Life Inside Gaza: A Palestinian Journalist's Account of a Shrinking World
Gaza journalist Plestia Alaqad on life under siege

In a harrowing first-person account, Palestinian journalist Plestia Alaqad has detailed the brutal and claustrophobic reality of daily life for civilians trapped inside the Gaza Strip. Her testimony, originally published in December 2024, paints a vivid picture of a world that is physically and psychologically shrinking under the weight of sustained conflict and siege.

A World Reduced to Rubble and Fear

Alaqad describes an existence where the fundamental geography of home and safety has been obliterated. Neighbourhoods, schools, and hospitals have been reduced to ruins, transforming familiar landscapes into fields of debris. For the millions of Palestinians sheltering in Gaza, the concept of a safe zone has become a cruel illusion, constantly shifting and ultimately vanishing.

The journalist articulates the profound psychological impact of this physical destruction. The world, she explains, is not just being damaged—it is actively shrinking. Each bombed building, each inaccessible street, and each collapsed communication tower further contracts the space in which people can exist. This creates an overwhelming sense of entrapment, a feeling of being caged in a territory under relentless assault with no avenue for escape.

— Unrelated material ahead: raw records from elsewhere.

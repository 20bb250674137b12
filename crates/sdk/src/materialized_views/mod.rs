//! Materialized views.

pub mod options;
mod requests;
mod rows;

pub use options::{
    MaterializedViewRowAccessPolicy, MaterializedViewSet, MaterializedViewUnset, ViewColumn,
};
pub use requests::{
    AlterMaterializedViewRequest, CreateMaterializedViewRequest, DropMaterializedViewRequest,
    ShowMaterializedViewRequest,
};
pub use rows::{MaterializedView, MaterializedViewColumn};

use crate::client::Client;
use crate::error::SdkError;
use crate::fragments::{In, Like};
use async_trait::async_trait;
use ddl_builder::{ObjectIdentifier, SchemaObjectIdentifier};
use rows::{MaterializedViewColumnRow, MaterializedViewRow};
use tokio_util::sync::CancellationToken;

#[async_trait]
pub trait MaterializedViews: Send + Sync {
    async fn create(
        &self,
        cancel: &CancellationToken,
        request: &CreateMaterializedViewRequest,
    ) -> Result<(), SdkError>;

    async fn alter(
        &self,
        cancel: &CancellationToken,
        request: &AlterMaterializedViewRequest,
    ) -> Result<(), SdkError>;

    async fn drop(
        &self,
        cancel: &CancellationToken,
        request: &DropMaterializedViewRequest,
    ) -> Result<(), SdkError>;

    async fn show(
        &self,
        cancel: &CancellationToken,
        request: &ShowMaterializedViewRequest,
    ) -> Result<Vec<MaterializedView>, SdkError>;

    async fn show_by_id(
        &self,
        cancel: &CancellationToken,
        id: &SchemaObjectIdentifier,
    ) -> Result<MaterializedView, SdkError>;

    async fn describe(
        &self,
        cancel: &CancellationToken,
        id: &SchemaObjectIdentifier,
    ) -> Result<Vec<MaterializedViewColumn>, SdkError>;
}

#[derive(Clone)]
pub struct MaterializedViewsApi {
    client: Client,
}

impl MaterializedViewsApi {
    pub fn new(client: Client) -> Self {
        Self { client }
    }
}

#[async_trait]
impl MaterializedViews for MaterializedViewsApi {
    async fn create(
        &self,
        cancel: &CancellationToken,
        request: &CreateMaterializedViewRequest,
    ) -> Result<(), SdkError> {
        self.client
            .exec(cancel, "materialized_views.create", &request.to_opts())
            .await
    }

    async fn alter(
        &self,
        cancel: &CancellationToken,
        request: &AlterMaterializedViewRequest,
    ) -> Result<(), SdkError> {
        self.client
            .exec(cancel, "materialized_views.alter", &request.to_opts())
            .await
    }

    async fn drop(
        &self,
        cancel: &CancellationToken,
        request: &DropMaterializedViewRequest,
    ) -> Result<(), SdkError> {
        self.client
            .exec(cancel, "materialized_views.drop", &request.to_opts())
            .await
    }

    async fn show(
        &self,
        cancel: &CancellationToken,
        request: &ShowMaterializedViewRequest,
    ) -> Result<Vec<MaterializedView>, SdkError> {
        self.client
            .query::<MaterializedViewRow, MaterializedView>(
                cancel,
                "materialized_views.show",
                &request.to_opts(),
            )
            .await
    }

    async fn show_by_id(
        &self,
        cancel: &CancellationToken,
        id: &SchemaObjectIdentifier,
    ) -> Result<MaterializedView, SdkError> {
        let request = ShowMaterializedViewRequest::new()
            .with_like(Like::new(id.name()))
            .with_in(In::Schema(id.schema_id()));
        let views = self
            .client
            .query::<MaterializedViewRow, MaterializedView>(
                cancel,
                "materialized_views.show_by_id",
                &request.to_opts(),
            )
            .await?;
        views
            .into_iter()
            .find(|view| {
                view.database_name == id.database_name()
                    && view.schema_name == id.schema_name()
                    && view.name == id.name()
            })
            .ok_or_else(|| SdkError::not_found(format!("materialized view {id} does not exist")))
    }

    async fn describe(
        &self,
        cancel: &CancellationToken,
        id: &SchemaObjectIdentifier,
    ) -> Result<Vec<MaterializedViewColumn>, SdkError> {
        self.client
            .query::<MaterializedViewColumnRow, MaterializedViewColumn>(
                cancel,
                "materialized_views.describe",
                &requests::describe_opts(id),
            )
            .await
    }
}
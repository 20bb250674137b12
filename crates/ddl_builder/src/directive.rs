use crate::error::BuildError;

/// One entry of a field's `#[ddl(...)]` tag.
///
/// Exactly one *primary* directive decides how a field is rendered; the rest
/// are modifiers on it.
#[derive(Debug, Clone, Copy, PartialEq, Eq)]
pub enum Directive {
    /// Literal SQL text, regardless of the field value.
    Static(&'static str),
    /// Literal (or the value itself when no literal is given) when set.
    Keyword(Option<&'static str>),
    /// `NAME = value`.
    Parameter(Option<&'static str>),
    /// Optional prefix then a quoted identifier.
    Identifier(Option<&'static str>),
    /// Optional prefix then a parenthesized list.
    List(Option<&'static str>),
    SingleQuotes,
    Parentheses,
    NoParentheses,
    NoComma,
    NoEquals,
    Required,
}

impl Directive {
    fn is_primary(&self) -> bool {
        matches!(
            self,
            Directive::Static(_)
                | Directive::Keyword(_)
                | Directive::Parameter(_)
                | Directive::Identifier(_)
                | Directive::List(_)
        )
    }
}

#[derive(Debug, Clone, Copy, PartialEq, Eq)]
pub enum Primary {
    Static(&'static str),
    Keyword(Option<&'static str>),
    Parameter(Option<&'static str>),
    Identifier(Option<&'static str>),
    List(Option<&'static str>),
}

#[derive(Debug, Clone, Copy, Default, PartialEq, Eq)]
pub struct Modifiers {
    pub single_quotes: bool,
    pub parentheses: bool,
    pub no_parentheses: bool,
    pub no_comma: bool,
    pub no_equals: bool,
    pub required: bool,
}

/// The resolved rendering instructions for one field.
#[derive(Debug, Clone, Copy, PartialEq, Eq)]
pub struct FieldSpec {
    pub primary: Primary,
    pub modifiers: Modifiers,
}

impl FieldSpec {
    pub fn resolve(
        struct_name: &'static str,
        field: &'static str,
        directives: &[Directive],
    ) -> Result<Self, BuildError> {
        let primaries: Vec<&Directive> = directives.iter().filter(|d| d.is_primary()).collect();
        let primary = match primaries.as_slice() {
            [only] => match only {
                Directive::Static(text) => Primary::Static(*text),
                Directive::Keyword(text) => Primary::Keyword(*text),
                Directive::Parameter(name) => Primary::Parameter(*name),
                Directive::Identifier(prefix) => Primary::Identifier(*prefix),
                Directive::List(prefix) => Primary::List(*prefix),
                _ => unreachable!("filtered to primary directives"),
            },
            [] => {
                return Err(BuildError::conflicting_directives(
                    struct_name,
                    field,
                    "field has no primary directive",
                ))
            }
            many => {
                return Err(BuildError::conflicting_directives(
                    struct_name,
                    field,
                    format!("field has {} primary directives", many.len()),
                ))
            }
        };

        let mut modifiers = Modifiers::default();
        for directive in directives {
            match directive {
                Directive::SingleQuotes => modifiers.single_quotes = true,
                Directive::Parentheses => modifiers.parentheses = true,
                Directive::NoParentheses => modifiers.no_parentheses = true,
                Directive::NoComma => modifiers.no_comma = true,
                Directive::NoEquals => modifiers.no_equals = true,
                Directive::Required => modifiers.required = true,
                _ => {}
            }
        }

        if modifiers.parentheses && modifiers.no_parentheses {
            return Err(BuildError::conflicting_directives(
                struct_name,
                field,
                "`parentheses` and `no_parentheses` are mutually exclusive",
            ));
        }

        Ok(Self { primary, modifiers })
    }
}

/// Struct-level validation rule, declared with `#[validate(...)]`.
#[derive(Debug, Clone, Copy, PartialEq, Eq)]
pub enum Rule {
    ValidIdentifier(&'static str),
    ValidIdentifierIfSet(&'static str),
    ConflictingFields(&'static [&'static str]),
    ExactlyOneValueSet(&'static [&'static str]),
    /// At least one field is present. Unlike the other rules an empty string
    /// counts, so `COMMENT = ''` can be set on its own.
    AtLeastOneValueSet(&'static [&'static str]),
}

#[cfg(test)]
mod tests {
    use super::*;

    #[test]
    fn resolves_primary_and_modifiers() {
        let spec = FieldSpec::resolve(
            "Opts",
            "comment",
            &[Directive::Parameter(Some("COMMENT")), Directive::SingleQuotes],
        )
        .unwrap();
        assert_eq!(spec.primary, Primary::Parameter(Some("COMMENT")));
        assert!(spec.modifiers.single_quotes);
        assert!(!spec.modifiers.parentheses);
    }

    #[test]
    fn rejects_two_primaries() {
        let err = FieldSpec::resolve(
            "Opts",
            "x",
            &[Directive::Keyword(None), Directive::Parameter(Some("X"))],
        )
        .unwrap_err();
        assert!(matches!(err, BuildError::ConflictingDirectives { field: "x", .. }));
    }

    #[test]
    fn rejects_missing_primary() {
        let err = FieldSpec::resolve("Opts", "x", &[Directive::SingleQuotes]).unwrap_err();
        assert!(matches!(err, BuildError::ConflictingDirectives { .. }));
    }

    #[test]
    fn rejects_parentheses_with_no_parentheses() {
        let err = FieldSpec::resolve(
            "Opts",
            "x",
            &[
                Directive::List(None),
                Directive::Parentheses,
                Directive::NoParentheses,
            ],
        )
        .unwrap_err();
        assert!(err.to_string().contains("mutually exclusive"));
    }
}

The Struggle to Bear Witness

As a journalist, Alaqad's role is to document this reality, a task that has become increasingly perilous and soul-destroying. She speaks of the immense burden of reporting on the deaths of colleagues, friends, and strangers while grieving herself. The international community, she feels, watches a sanitised version of events, often detached from the raw human suffering that defines every hour in Gaza.

The collapse of reliable internet and communication networks has severed a critical lifeline, both for Palestinians desperate to contact loved ones and for journalists like Alaqad trying to share their stories with the outside world. This digital blackout compounds the physical isolation, making those inside feel even more abandoned and invisible.

A Deepening Humanitarian Catastrophe

Beyond the immediate horror of airstrikes, Alaqad's account underscores the slow, grinding crisis of survival. She details the desperate scramble for basics: food, clean water, and medical care. Hospitals, overwhelmed and under-equipped, are operating in unimaginable conditions, with doctors forced to perform surgeries without adequate anaesthesia or power.

The narrative powerfully challenges abstract political and military discourse by foregrounding the human cost. It is a story of children orphaned, families obliterated, and a generation traumatised. The 'world shrinking' is not merely metaphorical; it is the literal erosion of any prospect for a normal life, education, or future.

Alaqad's testimony stands as a stark indictment of the ongoing conflict and the international response. It moves beyond statistics to deliver a visceral, personal account of what it means to live under siege, where the borders are sealed, the skies are threatening, and the very earth is unstable. Her words are a plea for recognition, a demand that the world sees the people of Gaza not as collateral damage but as individuals whose world is being systematically erased.